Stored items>
....................

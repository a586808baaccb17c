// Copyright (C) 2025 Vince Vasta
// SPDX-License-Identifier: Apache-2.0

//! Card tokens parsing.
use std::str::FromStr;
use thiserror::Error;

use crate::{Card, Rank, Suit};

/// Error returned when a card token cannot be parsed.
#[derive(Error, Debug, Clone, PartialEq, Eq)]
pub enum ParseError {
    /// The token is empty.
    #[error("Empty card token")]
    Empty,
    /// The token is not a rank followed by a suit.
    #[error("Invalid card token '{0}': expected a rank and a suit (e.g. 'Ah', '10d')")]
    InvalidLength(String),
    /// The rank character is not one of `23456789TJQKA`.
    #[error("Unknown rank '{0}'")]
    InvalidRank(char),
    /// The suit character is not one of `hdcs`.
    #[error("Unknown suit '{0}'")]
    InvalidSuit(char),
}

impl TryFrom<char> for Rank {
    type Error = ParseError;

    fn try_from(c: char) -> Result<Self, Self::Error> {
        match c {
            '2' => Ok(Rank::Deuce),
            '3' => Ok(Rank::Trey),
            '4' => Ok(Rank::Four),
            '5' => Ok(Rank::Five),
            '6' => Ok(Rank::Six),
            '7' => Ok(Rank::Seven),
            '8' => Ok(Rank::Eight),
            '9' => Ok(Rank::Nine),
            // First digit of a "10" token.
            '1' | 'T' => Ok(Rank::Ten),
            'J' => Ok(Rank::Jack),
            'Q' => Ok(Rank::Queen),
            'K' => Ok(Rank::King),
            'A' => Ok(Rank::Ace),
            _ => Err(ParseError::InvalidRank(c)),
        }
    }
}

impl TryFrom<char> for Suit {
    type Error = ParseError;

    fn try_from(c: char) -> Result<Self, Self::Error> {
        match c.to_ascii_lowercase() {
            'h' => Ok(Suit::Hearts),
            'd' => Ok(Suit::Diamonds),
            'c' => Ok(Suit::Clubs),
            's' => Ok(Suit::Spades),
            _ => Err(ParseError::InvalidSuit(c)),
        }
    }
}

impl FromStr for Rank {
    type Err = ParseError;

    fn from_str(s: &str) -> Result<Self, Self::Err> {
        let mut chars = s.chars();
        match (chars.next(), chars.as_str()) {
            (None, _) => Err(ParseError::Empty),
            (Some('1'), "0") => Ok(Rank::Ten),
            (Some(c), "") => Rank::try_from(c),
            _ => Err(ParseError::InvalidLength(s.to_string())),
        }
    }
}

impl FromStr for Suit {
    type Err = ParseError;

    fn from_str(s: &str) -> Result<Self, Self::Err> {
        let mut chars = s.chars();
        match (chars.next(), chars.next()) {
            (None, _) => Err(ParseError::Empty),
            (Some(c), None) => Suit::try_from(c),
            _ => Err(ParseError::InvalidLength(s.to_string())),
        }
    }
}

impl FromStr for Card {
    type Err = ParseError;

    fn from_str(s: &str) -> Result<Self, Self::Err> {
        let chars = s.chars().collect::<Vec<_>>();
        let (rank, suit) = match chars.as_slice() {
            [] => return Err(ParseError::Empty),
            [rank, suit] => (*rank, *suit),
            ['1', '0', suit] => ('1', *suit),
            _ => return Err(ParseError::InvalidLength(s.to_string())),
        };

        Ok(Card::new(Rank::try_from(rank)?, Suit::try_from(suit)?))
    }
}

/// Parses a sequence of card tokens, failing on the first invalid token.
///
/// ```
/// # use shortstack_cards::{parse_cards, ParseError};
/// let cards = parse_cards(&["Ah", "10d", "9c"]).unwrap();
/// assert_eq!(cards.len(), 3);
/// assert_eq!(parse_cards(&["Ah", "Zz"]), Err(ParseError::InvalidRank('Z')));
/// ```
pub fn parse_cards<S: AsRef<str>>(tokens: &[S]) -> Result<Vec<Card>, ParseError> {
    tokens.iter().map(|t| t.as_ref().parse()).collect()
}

....................

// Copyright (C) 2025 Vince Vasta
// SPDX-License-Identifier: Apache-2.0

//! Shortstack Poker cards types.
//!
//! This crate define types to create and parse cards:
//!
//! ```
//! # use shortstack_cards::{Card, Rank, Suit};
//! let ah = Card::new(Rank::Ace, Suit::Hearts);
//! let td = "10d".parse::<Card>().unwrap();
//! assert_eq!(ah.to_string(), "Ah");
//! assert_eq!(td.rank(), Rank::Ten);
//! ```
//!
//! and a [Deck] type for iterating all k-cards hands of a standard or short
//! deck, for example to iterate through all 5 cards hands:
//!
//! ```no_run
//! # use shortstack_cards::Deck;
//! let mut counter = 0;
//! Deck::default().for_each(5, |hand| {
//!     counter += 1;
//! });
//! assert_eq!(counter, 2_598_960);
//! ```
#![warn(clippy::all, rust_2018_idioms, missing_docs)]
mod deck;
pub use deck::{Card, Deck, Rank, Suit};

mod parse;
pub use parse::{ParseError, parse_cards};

....................

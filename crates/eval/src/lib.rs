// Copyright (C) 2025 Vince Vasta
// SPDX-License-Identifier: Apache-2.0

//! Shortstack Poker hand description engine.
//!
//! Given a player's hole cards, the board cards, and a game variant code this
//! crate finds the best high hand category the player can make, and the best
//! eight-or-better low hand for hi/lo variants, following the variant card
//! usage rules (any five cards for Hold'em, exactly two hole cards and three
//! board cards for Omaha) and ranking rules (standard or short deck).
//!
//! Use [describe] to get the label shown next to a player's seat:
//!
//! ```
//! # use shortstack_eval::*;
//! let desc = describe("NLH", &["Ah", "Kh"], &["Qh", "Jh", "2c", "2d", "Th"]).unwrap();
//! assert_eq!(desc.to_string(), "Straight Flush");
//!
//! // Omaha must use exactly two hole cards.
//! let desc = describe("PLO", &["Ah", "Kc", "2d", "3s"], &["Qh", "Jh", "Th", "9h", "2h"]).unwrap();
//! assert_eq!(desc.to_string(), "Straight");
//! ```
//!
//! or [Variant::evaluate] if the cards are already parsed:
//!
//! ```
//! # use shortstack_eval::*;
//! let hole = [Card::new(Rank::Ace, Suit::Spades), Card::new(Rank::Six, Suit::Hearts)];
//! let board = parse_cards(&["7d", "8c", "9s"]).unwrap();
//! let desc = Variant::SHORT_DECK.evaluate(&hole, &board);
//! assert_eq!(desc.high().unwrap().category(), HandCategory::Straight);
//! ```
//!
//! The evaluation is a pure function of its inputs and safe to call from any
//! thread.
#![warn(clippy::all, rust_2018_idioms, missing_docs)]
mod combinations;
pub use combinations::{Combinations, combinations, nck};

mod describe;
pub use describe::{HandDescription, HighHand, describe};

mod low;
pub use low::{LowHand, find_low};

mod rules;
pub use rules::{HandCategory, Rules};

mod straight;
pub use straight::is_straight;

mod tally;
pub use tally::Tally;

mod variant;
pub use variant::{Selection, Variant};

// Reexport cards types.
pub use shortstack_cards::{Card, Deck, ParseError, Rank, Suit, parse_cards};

....................

Pull out every line of the records that includes the string "counter".

Answer for this exercise>
//! let mut counter = 0;
//!     counter += 1;
//! assert_eq!(counter, 2_598_960);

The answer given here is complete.